Within that narrow range Law & Order: Criminal Intent (2001-2011), at least judging by The Seventh Year '08-'09 Season, as it's billed, is perhaps a notch below the original Law & Order and Special Victims Unit, though not by much. It's composed of the same types of stories and situations as all the other Law & Order shows with only minor variations.
Universal released the first six seasons of Criminal Intent to DVD beginning in 2003 and ending in 2011. However, Law & Order: Criminal Intent - The Seventh Year '08-'09 Season comes to DVD courtesy of Shout! Factory, apparently with them taking the baton as they have with other half-finished-on-DVD Universal-owned shows. Happily, there's no drop in picture/sound quality, packaging, etc., and even the SRP is a bit lower than the earlier Universal releases.
Law & Order: Criminal Intent had a convoluted history. The first six seasons aired in primetime on NBC, but for its last four the show moved to the (NBCUniversal-owned) USA Network. From the beginning Vincent D'Onofrio and Kathryn Erbe starred as Detectives Robert Goren and Alexandra Eames. Then, beginning with Season Five, Chris Noth joined the cast. Noth had played Detective Mike Logan in the original Law & Order series from its inception in 1988 until he was fired in 1995 (due to personality conflicts with series creator Dick Wolf), though he returned for a 1998 Law & Order TV movie.
In the revamped format, D'Onofrio and Erbe typically appear in every other episode, alternating with Noth's Law & Order character and his new partner. In Season Four it was Annabella Sciorra, playing Det. Carolyn Barek, but she left after just one season and was replaced by Julianne Nicholson as Det. Megan Wheeler. Further confusing things, Nicholson went on maternity leave during Season Seven and was replaced on some shows by Alicia Witt, as Det. Nola Falacci. Got all that?
The premise has all these various detectives, along with their current Capt., Danny Ross (monologist Eric Bogosian, somewhat out of place here) working New York City's "Major Case Squad," though little distinguishes the settings or cases from all the other Law & Order shows. Wikipedia describes the series as "[paying special] attention to the actions and motives of the criminals, rather than focusing exclusively on the police and prosecutions" but I found this only marginally true, compared to other shows in the Law & Order franchise.
Episodes begin with a "cold open," a series of quick cuts presenting a disjointed backstory peppered sometimes with clues to the crime its detectives will be investigating. For those unfamiliar with this device, Criminal Intent's opening will understandably confuse; it took this reviewer several episodes to even realize what these openings were attempting to do.
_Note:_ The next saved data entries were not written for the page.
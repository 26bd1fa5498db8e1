//! Profile Store Port - Interface for persisting the cycle profile.
//!
//! The profile lives in an external key-value store as a single
//! [`ProfileRecord`](crate::domain::cycle::ProfileRecord) under
//! [`PROFILE_KEY`]. The domain never touches the store directly.

use async_trait::async_trait;

use crate::domain::cycle::CycleProfile;
use crate::domain::foundation::{DomainError, ErrorCode};

/// Key under which the profile record is stored.
pub const PROFILE_KEY: &str = "periodData";

/// Errors that can occur during profile storage operations
#[derive(Debug, thiserror::Error)]
pub enum StorageError {
    #[error("IO error: {0}")]
    Io(String),

    #[error("Failed to serialize profile: {0}")]
    Serialization(String),

    /// The stored record exists but does not decode into a valid profile.
    #[error("Stored profile is corrupt: {0}")]
    Corrupt(String),
}

impl From<StorageError> for DomainError {
    fn from(err: StorageError) -> Self {
        DomainError::new(ErrorCode::StorageError, err.to_string())
    }
}

/// Port for persisting and loading the single cycle profile
#[async_trait]
pub trait ProfileStore: Send + Sync {
    /// Persist the profile, replacing any previous one.
    async fn save(&self, profile: &CycleProfile) -> Result<(), StorageError>;

    /// Load the stored profile.
    ///
    /// # Returns
    /// `None` when onboarding has not completed or the profile was reset.
    ///
    /// # Errors
    /// `StorageError::Corrupt` if a record exists but fails validation.
    async fn load(&self) -> Result<Option<CycleProfile>, StorageError>;

    /// Remove the profile. Idempotent.
    async fn clear(&self) -> Result<(), StorageError>;
}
The move to from NBC to the USA Network was designed to keep the show going while reducing or defraying costs. That said, in terms of production values Criminal Intent hardly resembles a cheap, made-for-cable TV show; without factoring in star salaries, it appears to have enjoyed a budget only slightly less than other Law & Order programs. The most obvious difference between this and, say, a concurrent episode of Special Victims Unit is that SVU attracts and can afford A-list guest stars. SVU's guest casts that year included important actors like Tom Noonan, Ellen Burstyn, James Brolin, Lindsay Crouse, Wallace Shawn, Carol Burnett, Cicely Tyson, Alex Kingston, Christine Lahti, and Dabney Coleman; on Criminal Intent, a Peter Coyote or Rene Auberjonois will turn up, but rarely.
Without such guest stars shows like Criminal Intent hang their formula-driven plots on the personalities of its stars. D'Onofrio, Erbe, Noth, and Nicholson are all reasonably good but none is really capable of carrying the show, either. (A friend likes D'Onofrio in this series, but I find his actorly mannerisms affected and artificial for my tastes.)
Video & Audio
Twenty-two 41+ minute shows are presented across five single-sided, dual-layered region 1 discs, with episodes in 16:9 enhanced 1.78:1 widescreen. The image as well as the Dolby Digital stereo (English only, with optional closed-captioning) is up to contemporary television and home video standards, with a bright, clear and sharp image throughout, and with good contrast as well.
No supplements, but the packaging includes a useful episode guide, with episode titles and plot summaries.
Fairly good for what it is. And it's good indeed that Shout! Factory has picked it up from Universal, Law & Order: Criminal Intent's Season Seven comes Recommended.